Corrado ti aspetteresti di vederlo con un sigaro cubano sempre in bocca, è soprannominato ron currau, ed è un "visionario innamorato della sua terra".

Intervista per
Duri&Puri
D. Da dove parte l’idea di riproporre la piantumazione della canna da zucchero e la produzione di Avola Rum?
R.
È stata la lettura del libro “La Città esagonale “della Professoressa Francesca Ghingheri Pantano a
rivelarmi oltre 20 anni fa questa storia dimenticata della produzione dello zucchero e del rum ad Avola.
Una storia iniziata in tutta la Sicilia con gli arabi nell’800 d.C. e proseguita fino al 1600 quando, sembra per ragioni climatiche, la coltivazione della canna da zucchero scomparve dal resto dell’isola.
Ma i proprietari del feudo di Avola, i Marchesi Pignatelli Aragona Cortes, decisero di continuare a produrre zucchero e, a partire dal 1700, anche il rum, fermentando e distillando il puro succo di canna.
Altrettanto preziose sono state le informazioni presenti nella “Monografia Agraria del Territorio
d’Avola in Sicilia” del botanico Giuseppe Bianca, che nel 1878 descriveva la coltivazione della
canna da zucchero che, scriveva Bianca, “trasformasi nella più bella qualità di Rum”.
Questa storia è “fermentata” in me per anni, fino a quando mi son detto “E’ arrivato il momento di recuperare concretamente questa parte della storia siciliana e soprattutto avolese”.
Da lì la decisione di riprendere la coltivazione della canna da zucchero come primo passo per arrivare alla produzione del rum.

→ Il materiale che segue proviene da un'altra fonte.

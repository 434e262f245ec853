//! Feed ingestion for RSS 2.0, RSS 1.0 (RDF) and Atom.
//!
//! - **Decoding**: [`decode`] resolves a body's character encoding
//! - **Parsing**: [`xml`] folds the quick-xml event stream into an owned tree
//! - **Detection**: [`dialect`] picks the dialect strategy for a document
//! - **Extraction**: [`article`] turns item/entry elements into [`Article`]s
//! - **Sessions**: [`session`] fetches, parses and commits a feed's state
//!
//! # Example
//!
//! ```ignore
//! use feedmill::feed::{Dialect, FeedSession};
//!
//! let mut session = FeedSession::new(transport, "https://example.com/rss", Dialect::Infer);
//! session.refresh().await?;
//! for article in session.articles() {
//!     println!("{}: {}", article.title(), article.link());
//! }
//! ```

pub mod article;
pub mod decode;
pub mod dialect;
pub mod session;
pub mod xml;

pub use article::{article_from_container, Article, ExtraFields};
pub use decode::decode_feed;
pub use dialect::{detect, feed_property, Dialect, FormatError};
pub use session::{
    keeps_previous_articles, parse_feed, FeedError, FeedSession, ParsedFeed, SessionState,
    UpdatePolicy,
};
pub use xml::{XmlDocument, XmlElement, XmlError};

D. Come è iniziata la produzione? Quante piante sono state coltivate negli ultimi due anni?
R.
Ho iniziato ad aprile 2018, piantando 5 canne. Dopo un anno le canne erano più di 100 e ho, quindi, creato il primo vivaio. Da lì sono state ricavate le canne piantumate tra marzo 2020 e marzo 2021 in due ampi appezzamenti di terreno, da cui abbiamo già raccolto oltre 10 tonnellate di canna da zucchero.
L’obiettivo è di giungere nel tempo a diversi ettari.
D. E la produzione di rum quando è iniziata?
R
In questi due anni ho effettuato diverse prove di distillazione, in collaborazione con una nota azienda artigianale siciliana, la Giovi di Valdina. I risultati sono stati eccellenti e mi hanno incoraggiato a iniziare la produzione del rum.
A marzo dello scorso anno ho, quindi, raccolto le prime 2 tonnellate di canna e realizzato la prima produzione numerata, complessivamente 300 bottiglie da 50 e 20 cl, esauritasi in pochi giorni.
A luglio, con altre 7 tonnellate di canna da zucchero, sono stati distillati 300 litri di rum a 80° che, miscelati a 52°, hanno prodotto poco più di 1.000 bottiglie da 50 e 20 cl, entrambe in edizione numerata.
D. Quali difficoltà ha dovuto superare?
R.
Come per tutti i pionieri, quando ho iniziato le incognite erano più delle certezze. Sapevo solo che la canna da zucchero era stata coltivata per secoli ad Avola. Tutto il resto (coltivazione, raccolta, spremitura, fermentazione, distillazione) era da sperimentare.
Ogni fase è stata, quindi, una continua ricerca delle soluzioni più adatte a problemi per me del tutto nuovi.
Ad esempio, per spremere la canna, ho dovuto comprare il mulino in Cina, non esistendo in Italia aziende che lo producessero. La corretta fermentazione del succo di canna, del tutto sconosciuta dagli enologi siciliani, è stata risolta grazie a numerose prove. Lo stesso dicasi per la coltivazione. La canna è, infatti, una pianta che ha bisogno di molta cura. È fondamentale la fase d’impianto, a partire dalla scelta del terreno giusto, ben esposto e ripulito dalle erbe infestanti. La concimazione va effettuata con microelementi e sostanze di origine biologica e non chimica. L’irrigazione va razionata con sistemi a goccia sulle radici delle piante e non, come nel passato, a scorrimento. Finora, studiando e provando, abbiamo trovate le soluzioni. Speriamo di continuare così.